Remember all of those great things I was going to do this year? I didn't do any of them.
I was going to write more. I couldn't have written less. I was going to read War & Peace. I stopped lugging it around after a week or so (probably less than 50 pages in-Why the fuck did nobody tell me that half of it is in French???). I was going to be healthier. The clerks at the local Mcdonald's & Wendy's not only know me by name, they already have my order entered when they hear the signature tick tick ticking of my belagured engine in their drive-thru speaker. And yes, I was going to get that fixed too...
I was going to make more time for my friends and family. I can count one one hand the number of times I've seen my mother, brother and sister this year, and they all live within 10 minutes of me. I was going to make a better effort to move my relationship with Meg forward; most days anymore it seems like all we really are is roommates.
Life just gets in the way of good intentions sometimes.

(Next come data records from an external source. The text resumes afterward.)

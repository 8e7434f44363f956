use thiserror::Error;

#[derive(Debug, Error)]
pub enum FetchError {
    #[error("Failed to build HTTP client")]
    ClientBuild(#[source] reqwest::Error),

    #[error("Network request failed for {0}")]
    NetworkRequest(String, #[source] reqwest::Error),

    #[error("HTTP request failed for {url} with status {status}")]
    HttpStatus {
        url: String,
        status: reqwest::StatusCode,
        #[source]
        source: reqwest::Error,
    },

    #[error("Unexpected response format from {url}: {message}")]
    Format { url: String, message: String },

    #[error("Invalid coordinates {lat}, {lon}")]
    InvalidCoordinates { lat: f64, lon: f64 },
}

Not that the past year has been a total loss. Meg and I are now in a house that, if all goes well, we will purchase in two and a half years thanks to my grandmother's generosity. I am gainfully employed (x2) which is more than I can say for, what, 7% of America right now? My last doctor's appointment revealed a suprisingly healthy person (good blood sugar & pressure, cholesterol, etc) is still hiding beneath all this extra insulation. I still have most of the hair on my head, and more and more on my back everyday.
I'm going to try blogging again. Maybe this time it'll stick.
Oh, and I'm going to stop signing off with pretentious mood-revealing signatures. Because that really isn't me.